mod common;
mod config;
mod context;
mod edit;
mod error;
mod host;
mod prompt;
mod provision;
mod ui;

use anyhow::{Context, Result};
use clap::{Parser, Subcommand};
use std::io::IsTerminal;
use std::path::PathBuf;

use crate::common::paths;
use crate::config::{LoadedConfig, ProvisionConfig};
use crate::context::ExecutionContext;
use crate::error::ContextError;
use crate::host::RealHost;
use crate::prompt::TerminalPrompter;
use crate::provision::{Phase, Provisioner, StagedFiles, Step};
use crate::ui::prelude::*;

/// Provision Arch Linux on WSL in two phases: run once as root, restart the
/// session, then run again as the new user.
#[derive(Parser, Debug)]
#[command(author, version, about, long_about = None)]
struct Cli {
    /// Activate debug mode
    #[arg(short, long, global = true)]
    debug: bool,

    /// Print commands and file edits instead of running them
    #[arg(long, global = true)]
    dry_run: bool,

    /// Config file (defaults to ~/.config/archwsl/config.toml)
    #[arg(short, long, global = true, value_name = "PATH")]
    config: Option<PathBuf>,

    /// Log output format
    #[arg(long, global = true, value_enum, default_value_t = OutputFormat::Text)]
    format: OutputFormat,

    /// Disable colored output
    #[arg(long, global = true)]
    no_color: bool,

    #[command(subcommand)]
    command: Option<Commands>,
}

#[derive(Subcommand, Debug)]
enum Commands {
    /// Run the phase for the current user (the default)
    Run {
        /// Run a single step of the phase instead of all of them
        #[arg(long, value_enum)]
        step: Option<Step>,
    },
    /// Show which steps of the current phase are already applied
    Status,
    /// Clone and stow the dotfiles repository
    Dotfiles,
    /// Inspect the configuration
    Config {
        #[command(subcommand)]
        command: ConfigCommands,
    },
}

#[derive(Subcommand, Debug)]
enum ConfigCommands {
    /// Print the built-in configuration as TOML
    Default,
    /// Print the config file location
    Path,
}

/// Everything a provisioning command needs once the context is known.
struct Session {
    loaded: LoadedConfig,
    phase: Phase,
    home: PathBuf,
    host: RealHost,
    prompt: TerminalPrompter,
}

impl Session {
    /// Load the config and decide the phase. Nothing is changed on the system
    /// before this succeeds.
    fn open(cli: &Cli) -> Result<Self> {
        let loaded = ProvisionConfig::load(cli.config.as_deref())?;
        match &loaded.source {
            Some(path) => emit(
                Level::Debug,
                "config.loaded",
                &format!("Using config {}", path.display()),
                None,
            ),
            None => emit(
                Level::Debug,
                "config.default",
                "No config file found, using built-in defaults",
                None,
            ),
        }

        let ctx = ExecutionContext::detect()?;
        emit(
            Level::Debug,
            "context.detected",
            &format!(
                "Running as '{}' (privileged: {})",
                ctx.identity, ctx.privileged
            ),
            None,
        );
        let phase = ctx.select_phase(&loaded.config.user.name)?;

        let home = match phase {
            Phase::Root => loaded.config.user.home_dir(),
            Phase::User => loaded
                .config
                .user
                .home
                .clone()
                .or_else(dirs::home_dir)
                .context("Unable to determine home directory")?,
        };

        Ok(Self {
            loaded,
            phase,
            home,
            host: RealHost::new(cli.dry_run),
            prompt: TerminalPrompter,
        })
    }

    fn provisioner(&self) -> Result<Provisioner<'_>> {
        let runner = std::env::current_exe().context("locating the running executable")?;
        Ok(Provisioner::new(
            &self.host,
            &self.prompt,
            &self.loaded.config,
            self.phase,
            self.home.clone(),
            StagedFiles {
                runner,
                config: self.loaded.source.clone(),
            },
        ))
    }
}

fn run_provision(cli: &Cli, step: Option<Step>) -> Result<()> {
    if cli.dry_run {
        emit(
            Level::Warn,
            "run.dry_run",
            &format!(
                "{} Dry run: commands and file edits are printed, not executed",
                char::from(NerdFont::Info)
            ),
            None,
        );
    }
    let session = Session::open(cli)?;
    let provisioner = session.provisioner()?;
    match step {
        Some(step) => {
            provisioner.run_step(step)?;
        }
        None => {
            provisioner.run_phase()?;
        }
    }
    Ok(())
}

fn run_dotfiles(cli: &Cli) -> Result<()> {
    let session = Session::open(cli)?;
    if session.phase != Phase::User {
        return Err(ContextError::WrongPhase {
            step: "dotfiles".to_string(),
            phase: Phase::User.name(),
        }
        .into());
    }
    provision::setup_dotfiles(&session.provisioner()?)
}

fn run_config(cli: &Cli, command: &ConfigCommands) -> Result<()> {
    match command {
        ConfigCommands::Default => {
            print!("{}", ProvisionConfig::default().to_toml()?);
        }
        ConfigCommands::Path => {
            let path = match &cli.config {
                Some(path) => paths::expand(path),
                None => paths::default_config_path()?,
            };
            println!("{}", path.display());
        }
    }
    Ok(())
}

fn run(cli: &Cli) -> Result<()> {
    match &cli.command {
        None => run_provision(cli, None),
        Some(Commands::Run { step }) => run_provision(cli, *step),
        Some(Commands::Status) => {
            let session = Session::open(cli)?;
            provision::status::print_status(&session.provisioner()?);
            Ok(())
        }
        Some(Commands::Dotfiles) => run_dotfiles(cli),
        Some(Commands::Config { command }) => run_config(cli, command),
    }
}

fn main() {
    let cli = Cli::parse();

    ui::set_debug_mode(cli.debug);
    ui::init(cli.format, !cli.no_color && std::io::stdout().is_terminal());

    if let Err(e) = run(&cli) {
        emit(
            Level::Error,
            "archwsl.failed",
            &format!("{} {:#}", char::from(NerdFont::Cross), e),
            None,
        );
        std::process::exit(1);
    }
}
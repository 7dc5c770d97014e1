use anyhow::{Context, Result};
use git2::{FetchOptions, build::RepoBuilder};
use std::path::Path;

use crate::common::progress::{create_spinner, finish_spinner_with_success};

/// Clone a repository with optional shallow depth, showing a spinner while
/// the transfer runs.
pub fn clone_repo(url: &str, target: &Path, depth: Option<i32>) -> Result<()> {
    let mut fetch_options = FetchOptions::new();

    if let Some(depth) = depth {
        fetch_options.depth(depth);
    }

    fetch_options.remote_callbacks(git2::RemoteCallbacks::new());

    let mut builder = RepoBuilder::new();
    builder.fetch_options(fetch_options);

    let spinner = create_spinner(format!("Cloning {}", url));
    let result = builder.clone(url, target);
    match result {
        Ok(_) => {
            finish_spinner_with_success(spinner, format!("Cloned {}", url));
            Ok(())
        }
        Err(e) => {
            spinner.finish_and_clear();
            Err(e).with_context(|| format!("Failed to clone {} into {}", url, target.display()))
        }
    }
}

:::::

_What is being asked_.
Which lines hold the word "PathBuf"? Return all of them from the records above.

_Response below_.
use std::path::PathBuf;
    config: Option<PathBuf>,
    home: PathBuf,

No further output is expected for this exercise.